Quatre termes débattus par la Commission
- Doomscrolling : défilement morbide
Définition : pratique qui consiste à faire défiler sur un écran, de manière répétitive, un grand nombre d’informations anxiogènes provenant d’internet, en particulier des réseaux sociaux.
« Il y a eu un débat avec maladif mais le terme morbide nous a paru le plus approprié et adapté », explique Philippe Lechat, président du collège Santé et Affaires sociales. La professeure des universités Marianne Doury, pose la question de l’emploi de « de manière répétitive » dans la définition plutôt que « compulsif ». « Ce terme décrit ce qu’il se passe, plutôt que compulsif, qui avait un sens presque pathologique », lui répond Philippe Lechat. - Patent troll : accapareur de brevets
Définition : personne physique ou morale sans activité productive qui acquiert des brevets non pas pour les exploiter mais uniquement pour obtenir des indemnités auprès d’autres entreprises sous la menace d’une action en contrefaçon.
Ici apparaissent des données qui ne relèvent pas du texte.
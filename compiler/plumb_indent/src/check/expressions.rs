//! Calls, `new` and lambdas.
//!
//! Expressions rarely start a line, so their levels are derived from the
//! line they are written on rather than from their enclosing construct.

use plumb_ast::{NodeId, TokenKind};

use super::Checker;
use crate::handler::{HandlerId, HandlerKind};
use crate::position::first_ast_node;
use crate::{CheckError, IndentLevel, SpanSet};

impl Checker<'_> {
    // method calls

    /// A call chained onto another call keeps the outer call's level (or
    /// one continuation step in when it wraps to its own line). A call
    /// that does not begin its line is measured from where the line starts.
    pub(super) fn method_call_indent(
        &self,
        id: HandlerId,
        parent: HandlerId,
    ) -> Result<IndentLevel, CheckError> {
        let main = self.node_of(id);
        if self.kind_of(parent) == HandlerKind::MethodCall {
            let container = self.node_of(parent);
            let inline = self.same_line(container, main)
                || self.is_chained_call_wrapped(main)
                || self.are_calls_chained(container, main);
            let indent = self.indent(parent);
            return Ok(if inline {
                indent
            } else {
                indent.offset(self.line_wrap())
            });
        }

        let operand = self.require_first_child(id, main)?;
        if self.kind(operand) == TokenKind::LiteralNew {
            return self.suggested_child_indent(parent, id);
        }
        let mut set = SpanSet::new();
        self.collect_unhandled(&mut set, operand);
        let line_start = self.line_start_of(first_ast_node(self.tree, main));
        match set.first_line_node() {
            Some(first) if self.column(first) != line_start => Ok(IndentLevel::new(line_start)),
            _ => self.suggested_child_indent(parent, id),
        }
    }

    /// `a.b().c()` where the inner call is itself the target of a dot.
    fn is_chained_call_wrapped(&self, main: NodeId) -> bool {
        let tree = self.tree;
        tree.first_child(main)
            .and_then(|dot| tree.first_child(dot))
            .and_then(|target| tree.first_child(target))
            .filter(|&inner_dot| self.kind(inner_dot) == TokenKind::Dot)
            .and_then(|inner_dot| tree.first_child(inner_dot))
            .is_some_and(|inner| self.kind(inner) == TokenKind::MethodCall)
    }

    /// The outer call closes on the line the inner one opens.
    fn are_calls_chained(&self, outer: NodeId, inner: NodeId) -> bool {
        self.child(outer, TokenKind::Rparen)
            .is_some_and(|rparen| self.same_line(rparen, inner))
    }

    /// Arguments are measured from the line the call starts on; arguments
    /// that begin on a later line may sit one basic or one continuation
    /// step in.
    pub(super) fn method_call_child_indent(
        &self,
        call: HandlerId,
        child: HandlerId,
    ) -> IndentLevel {
        let main = self.node_of(call);
        let operand = self.tree.first_child(main).unwrap_or(main);
        let level = IndentLevel::new(self.line_start_of(operand));
        let child_main = self.node_of(child);
        let child_first = self.tree.first_child(child_main).unwrap_or(child_main);
        if self.same_line(child_first, operand) {
            level
        } else {
            level.offsets(&[self.basic_offset(), self.line_wrap()])
        }
    }

    /// Calls used as statements measure their operand; every call with
    /// arguments spread over several lines measures the arguments and the
    /// closing paren.
    pub(super) fn check_method_call(&mut self, id: HandlerId) -> Result<(), CheckError> {
        let main = self.node_of(id);
        let lparen = if self.kind(main) == TokenKind::MethodCall {
            let expr = self.require_parent(id, main)?;
            if self.parent_kind(expr) == Some(TokenKind::Slist) {
                let operand = self.require_first_child(id, main)?;
                let level = self.indent(id);
                self.check_expression_subtree(id, operand, &level, false, false);
                Some(main)
            } else {
                None
            }
        } else {
            Some(self.require_first_child(id, main)?)
        };

        let Some(lparen) = lparen else {
            return Ok(());
        };
        self.check_left_paren(id, lparen);
        let Some(rparen) = self.child(main, TokenKind::Rparen) else {
            return Ok(());
        };
        if !self.same_line(rparen, lparen) {
            if let Some(arguments) = self.child(main, TokenKind::Elist) {
                let level = self.indent(id).offset(self.basic_offset());
                self.check_expression_subtree(id, arguments, &level, false, true);
            }
            self.check_right_paren(id, lparen, rparen);
            let last = self.tree.last_child(main);
            self.check_wrapping(id, main, last);
        }
        Ok(())
    }

    // new

    /// A `new` that starts its line inherits its parent's suggestion, one
    /// continuation step further when it continues an assignment or
    /// `return`. Otherwise it is measured from where its line starts.
    pub(super) fn new_indent(
        &self,
        id: HandlerId,
        parent: HandlerId,
    ) -> Result<IndentLevel, CheckError> {
        let main = self.node_of(id);
        if !self.is_on_start_of_line(main) {
            return Ok(IndentLevel::new(self.line_start_of(main)));
        }
        let level = self.suggested_child_indent(parent, id)?;
        let continues_statement = self
            .tree
            .parent(main)
            .and_then(|expr| self.parent_kind(expr))
            .is_some_and(|kind| matches!(kind, TokenKind::Assign | TokenKind::LiteralReturn));
        Ok(if continues_statement {
            level.offset(self.line_wrap())
        } else {
            level
        })
    }

    pub(super) fn new_child_indent(&self, new: HandlerId, child: HandlerId) -> IndentLevel {
        let offset = if self.kind(self.node_of(child)) == TokenKind::Objblock {
            self.basic_offset()
        } else {
            self.line_wrap()
        };
        self.indent(new).offset(offset)
    }

    pub(super) fn check_new(&mut self, id: HandlerId) -> Result<(), CheckError> {
        let main = self.node_of(id);
        let level = self.indent(id);
        if self.is_on_start_of_line(main) {
            let column = self.column(main);
            if self.misplaced_continuation(id, &level, column) {
                self.log_error(id, main, "", column);
            }
        }
        if let Some(type_name) = self.tree.first_child(main) {
            self.check_expression_subtree(id, type_name, &level, false, false);
        }
        if let Some(lparen) = self.child(main, TokenKind::Lparen) {
            self.check_left_paren(id, lparen);
        }
        Ok(())
    }

    // lambdas

    /// Lambdas passed to calls take the call's suggestion. Otherwise they
    /// are measured from the line of the enclosing expression, one
    /// continuation step in when their parameters start a line.
    pub(super) fn lambda_indent(
        &self,
        id: HandlerId,
        parent: HandlerId,
    ) -> Result<IndentLevel, CheckError> {
        if self.kind_of(parent) == HandlerKind::MethodCall {
            return self.suggested_child_indent(parent, id);
        }
        let main = self.node_of(id);
        let mut anchor = self.require_parent(id, main)?;
        if self.kind_of(parent) == HandlerKind::New {
            anchor = self.tree.parent(anchor).unwrap_or(anchor);
        }
        let level = IndentLevel::new(self.line_start_of(anchor));
        Ok(match self.tree.first_child(main) {
            Some(parameters) if self.is_on_start_of_line(parameters) => {
                level.offset(self.line_wrap())
            }
            _ => level,
        })
    }

    /// A body under a correctly placed lambda may also follow the lambda's
    /// own line.
    pub(super) fn lambda_child_indent(&self, lambda: HandlerId) -> IndentLevel {
        let indent = self.indent(lambda);
        if self.handler(lambda).lambda_aligned {
            indent.with_column(self.line_start_of(self.node_of(lambda)))
        } else {
            indent
        }
    }

    pub(super) fn check_lambda(&mut self, id: HandlerId) -> Result<(), CheckError> {
        let main = self.node_of(id);
        // `case X -> ...` arrows have no parameters
        let parameters = self.tree.first_child(main);
        if let Some(parameters) = parameters {
            if self.is_on_start_of_line(parameters) {
                let level = self.indent(id);
                let column = self.column(parameters);
                if self.misplaced_continuation(id, &level, column) {
                    self.handlers[id.index()].lambda_aligned = false;
                    self.log_error_expected(id, parameters, "arguments", column, level);
                }
            }
        }

        let column = self.column(main);
        if column != self.line_start_of(main) {
            return Ok(());
        }
        let level = if parameters.is_none() {
            let case_label = self.tree.prev_sibling(main).unwrap_or(main);
            IndentLevel::new(self.line_start_of(case_label)).offset(self.line_wrap())
        } else {
            self.indent(id).offset(self.line_wrap())
        };
        if self.misplaced_continuation(id, &level, column) {
            self.handlers[id.index()].lambda_aligned = false;
            self.log_error_expected(id, main, "", column, level);
        }
        Ok(())
    }

    /// Strict handlers want one of the level's columns; lenient ones only
    /// reject columns left of it.
    fn misplaced_continuation(&self, id: HandlerId, level: &IndentLevel, column: u32) -> bool {
        if self.is_force_strict(id) {
            !level.is_acceptable(column)
        } else {
            level.is_greater_than(column)
        }
    }
}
Les débats ont tourné autour du choix entre « chasseur » et « accapareur » de brevets. « Mais chasseur était plus éloigné de ce que l’on voulait dire, renvoie à une autre image », poursuit Vincent Chabin. - Sharenting : surexposition infantile
Définition : Pratique qui consiste, pour des parents, à exposer leurs enfants sur les réseaux sociaux.
Le lien entre l’équivalent français et la définition a été particulièrement débattu lors de la Commission. « Se place-t-on du côté des parents et du partage ou du côté des enfants et de la surexposition ? », se questionne Étienne de Laharpe, expert en stratégies de communication. Cécile Isidoro, conseillère d’État, souligne qu’infantile renvoie à la petite enfance alors que la notion concerne tous les âges. « Le choix des termes me gêne, la définition semble incomplète. » Enfin pour Jean-Michel Gaussot, ministre plénipotentiaire, le terme surexposition est « très général » et la définition gagnerait à être « plus précise ». - Predatory publisher : éditeur prédateur
Définition : éditeur de revue non référencée, à prétention scientifique, généralement numérique, qui publie des articles contre paiement sans qu’ils aient été évalués par les pairs.
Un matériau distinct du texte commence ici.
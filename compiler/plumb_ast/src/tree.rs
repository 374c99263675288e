//! The finished, immutable syntax tree.
//!
//! Nodes live in one flat arena and link to each other by [`NodeId`]. The
//! tree is read-only once built; the checker never mutates it.

use crate::{NodeId, Position, SourceText, TokenKind};

#[derive(Clone, Debug)]
pub(crate) struct NodeData {
    pub(crate) kind: TokenKind,
    pub(crate) text: Option<Box<str>>,
    pub(crate) position: Position,
    pub(crate) parent: Option<NodeId>,
    pub(crate) first_child: Option<NodeId>,
    pub(crate) last_child: Option<NodeId>,
    pub(crate) next_sibling: Option<NodeId>,
    pub(crate) prev_sibling: Option<NodeId>,
}

/// Position-annotated syntax tree rooted at a `COMPILATION_UNIT` node.
#[derive(Clone, Debug)]
pub struct SyntaxTree {
    nodes: Vec<NodeData>,
    root: NodeId,
    source: Option<SourceText>,
}

impl SyntaxTree {
    pub(crate) fn from_parts(
        nodes: Vec<NodeData>,
        root: NodeId,
        source: Option<SourceText>,
    ) -> Self {
        SyntaxTree {
            nodes,
            root,
            source,
        }
    }

    #[inline]
    fn data(&self, id: NodeId) -> &NodeData {
        &self.nodes[id.index()]
    }

    pub fn root(&self) -> NodeId {
        self.root
    }

    pub fn len(&self) -> usize {
        self.nodes.len()
    }

    pub fn is_empty(&self) -> bool {
        self.nodes.is_empty()
    }

    pub fn source(&self) -> Option<&SourceText> {
        self.source.as_ref()
    }

    /// Number of lines spanned by the tree.
    ///
    /// Uses the source when present, otherwise the last line any node sits on.
    pub fn line_count(&self) -> usize {
        match &self.source {
            Some(source) => source.line_count(),
            None => self
                .nodes
                .iter()
                .map(|n| n.position.line as usize + 1)
                .max()
                .unwrap_or(0),
        }
    }

    #[inline]
    pub fn kind(&self, id: NodeId) -> TokenKind {
        self.data(id).kind
    }

    /// Token text, or the kind name for nodes without text.
    pub fn text(&self, id: NodeId) -> &str {
        self.data(id)
            .text
            .as_deref()
            .unwrap_or_else(|| self.kind(id).name())
    }

    #[inline]
    pub fn position(&self, id: NodeId) -> Position {
        self.data(id).position
    }

    #[inline]
    pub fn line(&self, id: NodeId) -> u32 {
        self.data(id).position.line
    }

    /// Raw char column; see [`Position`].
    #[inline]
    pub fn column(&self, id: NodeId) -> u32 {
        self.data(id).position.column
    }

    #[inline]
    pub fn parent(&self, id: NodeId) -> Option<NodeId> {
        self.data(id).parent
    }

    #[inline]
    pub fn first_child(&self, id: NodeId) -> Option<NodeId> {
        self.data(id).first_child
    }

    #[inline]
    pub fn last_child(&self, id: NodeId) -> Option<NodeId> {
        self.data(id).last_child
    }

    #[inline]
    pub fn next_sibling(&self, id: NodeId) -> Option<NodeId> {
        self.data(id).next_sibling
    }

    #[inline]
    pub fn prev_sibling(&self, id: NodeId) -> Option<NodeId> {
        self.data(id).prev_sibling
    }

    pub fn has_children(&self, id: NodeId) -> bool {
        self.data(id).first_child.is_some()
    }

    /// Direct children in order.
    pub fn children(&self, id: NodeId) -> Children<'_> {
        Children {
            tree: self,
            next: self.first_child(id),
        }
    }

    /// First direct child of the given kind.
    pub fn find_first_token(&self, id: NodeId, kind: TokenKind) -> Option<NodeId> {
        self.children(id).find(|&child| self.kind(child) == kind)
    }

    /// True if any direct child has the given kind.
    pub fn has_child(&self, id: NodeId, kind: TokenKind) -> bool {
        self.find_first_token(id, kind).is_some()
    }

    /// The node and all its descendants in preorder.
    pub fn descendants(&self, id: NodeId) -> Descendants<'_> {
        Descendants {
            tree: self,
            root: id,
            next: Some(id),
        }
    }

    /// Nearest strict ancestor of the given kind.
    pub fn ancestor_of_kind(&self, id: NodeId, kind: TokenKind) -> Option<NodeId> {
        let mut current = self.parent(id);
        while let Some(node) = current {
            if self.kind(node) == kind {
                return Some(node);
            }
            current = self.parent(node);
        }
        None
    }

    /// Every node id in arena order.
    pub fn node_ids(&self) -> impl Iterator<Item = NodeId> + '_ {
        (0..self.nodes.len() as u32).map(NodeId::new)
    }
}

/// Iterator over the direct children of a node.
pub struct Children<'a> {
    tree: &'a SyntaxTree,
    next: Option<NodeId>,
}

impl Iterator for Children<'_> {
    type Item = NodeId;

    fn next(&mut self) -> Option<NodeId> {
        let current = self.next?;
        self.next = self.tree.next_sibling(current);
        Some(current)
    }
}

/// Preorder iterator over a subtree, driven by sibling links so it needs no
/// auxiliary stack.
pub struct Descendants<'a> {
    tree: &'a SyntaxTree,
    root: NodeId,
    next: Option<NodeId>,
}

impl Iterator for Descendants<'_> {
    type Item = NodeId;

    fn next(&mut self) -> Option<NodeId> {
        let current = self.next?;
        self.next = self.tree.first_child(current).or_else(|| {
            let mut node = current;
            loop {
                if node == self.root {
                    return None;
                }
                if let Some(sibling) = self.tree.next_sibling(node) {
                    return Some(sibling);
                }
                node = self.tree.parent(node)?;
            }
        });
        Some(current)
    }
}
Le choix du mot « prédateur » n’a pas convaincu certains experts qui ne retrouvent pas cette notion dans la définition proposée. « Il s’agit d’une opération commerciale où chacun trouve son compte », note Philippe Saint Raymond, ingénieur général des mines honoraire qui préfère l’équivalent « éditeur parasite », également plébiscité par Philippe Lechat car « il noie les bonnes publications ». Ce débat a ainsi été l’occasion d’aborder ces pratiques dans le domaine scientifique, notamment auprès des jeunes chercheurs en fin de thèse pour qui « la pression à la publication est très forte », conclut Antoine Triller, Secrétaire perpétuel de l’Académie des Sciences.